▸ WORK TO COMPLETE: Going through the data, count each line that has the word "range". Reply with the total and nothing more.

*** Opening of EXERCISE DATA ***

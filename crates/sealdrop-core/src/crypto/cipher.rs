//! Symmetric encryption using AES-256-CBC with PKCS#7 padding.
//!
//! The compressed payload is encrypted under a random per-transfer key with
//! a fresh IV per call. The key itself never touches storage in clear; it
//! travels ElGamal-encrypted (see [`crate::crypto::elgamal`]).

use crate::error::{Error, Result};
use aes::cipher::{block_padding::Pkcs7, BlockDecryptMut, BlockEncryptMut, KeyIvInit};
use rand::{CryptoRng, RngCore};
use std::fmt;
use zeroize::{Zeroize, ZeroizeOnDrop, Zeroizing};

/// Key size in bytes (256 bits).
pub const KEY_SIZE: usize = 32;

/// Block and IV size in bytes.
pub const BLOCK_SIZE: usize = 16;

type Aes256CbcEnc = cbc::Encryptor<aes::Aes256>;
type Aes256CbcDec = cbc::Decryptor<aes::Aes256>;

/// A 256-bit symmetric key.
///
/// Zeroized on drop to keep key material from persisting in memory.
#[derive(Clone, Zeroize, ZeroizeOnDrop)]
pub struct SymmetricKey([u8; KEY_SIZE]);

impl SymmetricKey {
    /// Draw a fresh random key.
    pub fn generate(rng: &mut (impl RngCore + CryptoRng)) -> Self {
        let mut bytes = [0u8; KEY_SIZE];
        rng.fill_bytes(&mut bytes);
        Self(bytes)
    }

    /// Reconstruct a key from raw bytes, validating the length.
    pub fn from_bytes(bytes: &[u8]) -> Result<Self> {
        let bytes: [u8; KEY_SIZE] = bytes
            .try_into()
            .map_err(|_| Error::Validation("key must be 32 bytes".into()))?;
        Ok(Self(bytes))
    }

    /// Raw key bytes.
    ///
    /// # Security
    /// Handle with care - this exposes secret key material.
    pub fn as_bytes(&self) -> &[u8; KEY_SIZE] {
        &self.0
    }
}

impl fmt::Debug for SymmetricKey {
    fn fmt(&self, f: &mut fmt::Formatter<'_>) -> fmt::Result {
        write!(f, "SymmetricKey([REDACTED])")
    }
}

/// Encrypt `plaintext` under `key` with a fresh random IV.
///
/// Output format: `iv (16 bytes) || ciphertext`.
pub fn encrypt(
    rng: &mut (impl RngCore + CryptoRng),
    key: &SymmetricKey,
    plaintext: &[u8],
) -> Vec<u8> {
    let mut iv = [0u8; BLOCK_SIZE];
    rng.fill_bytes(&mut iv);

    let ciphertext = Aes256CbcEnc::new(key.as_bytes().into(), (&iv).into())
        .encrypt_padded_vec_mut::<Pkcs7>(plaintext);

    let mut out = Vec::with_capacity(BLOCK_SIZE + ciphertext.len());
    out.extend_from_slice(&iv);
    out.extend_from_slice(&ciphertext);
    out
}

/// Decrypt data produced by [`encrypt`].
///
/// Expects `iv (16 bytes) || ciphertext`. Structural problems - truncated
/// input, a partial block, invalid padding - fail with
/// [`Error::Decryption`]; garbage is never returned silently.
pub fn decrypt(key: &SymmetricKey, data: &[u8]) -> Result<Zeroizing<Vec<u8>>> {
    if data.len() < BLOCK_SIZE * 2 {
        return Err(Error::Decryption("ciphertext too short".into()));
    }
    let (iv, ciphertext) = data.split_at(BLOCK_SIZE);
    if ciphertext.len() % BLOCK_SIZE != 0 {
        return Err(Error::Decryption("partial ciphertext block".into()));
    }
    let iv: [u8; BLOCK_SIZE] = iv
        .try_into()
        .map_err(|_| Error::Decryption("invalid iv".into()))?;

    let plaintext = Aes256CbcDec::new(key.as_bytes().into(), (&iv).into())
        .decrypt_padded_vec_mut::<Pkcs7>(ciphertext)
        .map_err(|_| Error::Decryption("invalid padding".into()))?;

    Ok(Zeroizing::new(plaintext))
}
//! Huffman prefix tree stored as an index-addressed arena.
//!
//! Nodes are held in a flat vector instead of a linked structure, which
//! sidesteps ownership cycles and makes the serialized form a plain array
//! of triples.

use crate::error::{Error, Result};
use serde::{Deserialize, Serialize};

/// One arena entry: a leaf flag plus two indices.
///
/// For a leaf, `value` holds the byte symbol and `right` is zero. For an
/// internal node, `value` is the arena index of the left child and `right`
/// the index of the right child. Children always precede their parent, so
/// the last entry is the root and the structure is acyclic by construction.
#[derive(Debug, Clone, Copy, PartialEq, Eq, Serialize, Deserialize)]
pub struct NodeEntry {
    /// True when this entry is a leaf.
    pub is_leaf: bool,
    /// Byte symbol (leaf) or left child index (internal).
    pub value: u32,
    /// Right child index (internal); zero for leaves.
    pub right: u32,
}

/// A Huffman tree as an arena of [`NodeEntry`] triples.
#[derive(Debug, Clone, PartialEq, Eq, Serialize, Deserialize)]
pub struct HuffmanTree {
    nodes: Vec<NodeEntry>,
}

impl HuffmanTree {
    /// Create an empty tree (the encoding of empty input).
    pub fn empty() -> Self {
        Self { nodes: Vec::new() }
    }

    /// True when the tree has no nodes.
    pub fn is_empty(&self) -> bool {
        self.nodes.is_empty()
    }

    /// Number of arena entries.
    pub fn len(&self) -> usize {
        self.nodes.len()
    }

    /// Arena index of the root, if any.
    pub fn root(&self) -> Option<usize> {
        self.nodes.len().checked_sub(1)
    }

    /// Append a leaf for `symbol`, returning its arena index.
    pub fn push_leaf(&mut self, symbol: u8) -> usize {
        self.nodes.push(NodeEntry {
            is_leaf: true,
            value: u32::from(symbol),
            right: 0,
        });
        self.nodes.len() - 1
    }

    /// Append an internal node over two existing entries, returning its index.
    pub fn push_internal(&mut self, left: usize, right: usize) -> usize {
        self.nodes.push(NodeEntry {
            is_leaf: false,
            value: left as u32,
            right: right as u32,
        });
        self.nodes.len() - 1
    }

    /// Fetch an entry, failing on an out-of-range index (malformed tree).
    pub fn node(&self, index: usize) -> Result<NodeEntry> {
        self.nodes
            .get(index)
            .copied()
            .ok_or_else(|| Error::Compression(format!("node index {index} out of range")))
    }

    /// Bit codes per byte value, derived by walking root-to-leaf paths
    /// (false = left, true = right). A single-leaf tree yields the one-bit
    /// code `[false]` for its symbol.
    pub fn codes(&self) -> Result<Vec<Option<Vec<bool>>>> {
        let mut codes: Vec<Option<Vec<bool>>> = vec![None; 256];
        let root = match self.root() {
            Some(root) => root,
            None => return Ok(codes),
        };

        let mut stack: Vec<(usize, Vec<bool>)> = vec![(root, Vec::new())];
        while let Some((index, path)) = stack.pop() {
            let entry = self.node(index)?;
            if entry.is_leaf {
                let symbol = entry.value as usize;
                if symbol > 255 {
                    return Err(Error::Compression(format!("leaf symbol {symbol} out of range")));
                }
                // A lone root leaf still needs a non-empty code.
                let code = if path.is_empty() { vec![false] } else { path };
                codes[symbol] = Some(code);
            } else {
                let mut left_path = path.clone();
                left_path.push(false);
                let mut right_path = path;
                right_path.push(true);
                stack.push((entry.value as usize, left_path));
                stack.push((entry.right as usize, right_path));
            }
        }
        Ok(codes)
    }

    /// Serialize the arena for persistence.
    pub fn to_bytes(&self) -> Result<Vec<u8>> {
        bincode::serialize(&self.nodes)
            .map_err(|e| Error::Compression(format!("tree serialization failed: {e}")))
    }

    /// Deserialize and validate an arena.
    ///
    /// Every internal node must point at earlier entries and every leaf
    /// symbol must fit in a byte; anything else is a malformed tree.
    pub fn from_bytes(data: &[u8]) -> Result<Self> {
        let nodes: Vec<NodeEntry> = bincode::deserialize(data)
            .map_err(|e| Error::Compression(format!("tree deserialization failed: {e}")))?;

        for (index, entry) in nodes.iter().enumerate() {
            if entry.is_leaf {
                if entry.value > 255 {
                    return Err(Error::Compression(format!(
                        "leaf symbol {} out of range",
                        entry.value
                    )));
                }
            } else if entry.value as usize >= index || entry.right as usize >= index {
                return Err(Error::Compression(format!(
                    "internal node {index} references a later entry"
                )));
            }
        }
        Ok(Self { nodes })
    }
}

#[cfg(test)]
mod tests {
    use super::*;

    fn two_leaf_tree() -> HuffmanTree {
        let mut tree = HuffmanTree::empty();
        let a = tree.push_leaf(b'a');
        let b = tree.push_leaf(b'b');
        tree.push_internal(a, b);
        tree
    }

    #[test]
    fn test_root_is_last_entry() {
        let tree = two_leaf_tree();
        assert_eq!(tree.root(), Some(2));
        assert!(HuffmanTree::empty().root().is_none());
    }

    #[test]
    fn test_codes_two_leaves() {
        let tree = two_leaf_tree();
        let codes = tree.codes().expect("codes");
        assert_eq!(codes[b'a' as usize], Some(vec![false]));
        assert_eq!(codes[b'b' as usize], Some(vec![true]));
        assert!(codes[b'c' as usize].is_none());
    }

    #[test]
    fn test_codes_single_leaf() {
        let mut tree = HuffmanTree::empty();
        tree.push_leaf(b'z');
        let codes = tree.codes().expect("codes");
        assert_eq!(codes[b'z' as usize], Some(vec![false]));
    }

    #[test]
    fn test_serialization_round_trip() {
        let tree = two_leaf_tree();
        let bytes = tree.to_bytes().expect("serialize");
        let restored = HuffmanTree::from_bytes(&bytes).expect("deserialize");
        assert_eq!(tree, restored);
    }

    #[test]
    fn test_forward_reference_rejected() {
        // Internal node at index 0 pointing at entries after itself.
        let nodes = vec![NodeEntry {
            is_leaf: false,
            value: 1,
            right: 2,
        }];
        let bytes = bincode::serialize(&nodes).expect("serialize");
        assert!(HuffmanTree::from_bytes(&bytes).is_err());
    }

    #[test]
    fn test_oversized_symbol_rejected() {
        let nodes = vec![NodeEntry {
            is_leaf: true,
            value: 900,
            right: 0,
        }];
        let bytes = bincode::serialize(&nodes).expect("serialize");
        assert!(HuffmanTree::from_bytes(&bytes).is_err());
    }

    #[test]
    fn test_garbage_bytes_rejected() {
        assert!(HuffmanTree::from_bytes(&[0xff; 7]).is_err());
    }
}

*** Close of EXERCISE DATA ***

▸ TASK ANSWER: 4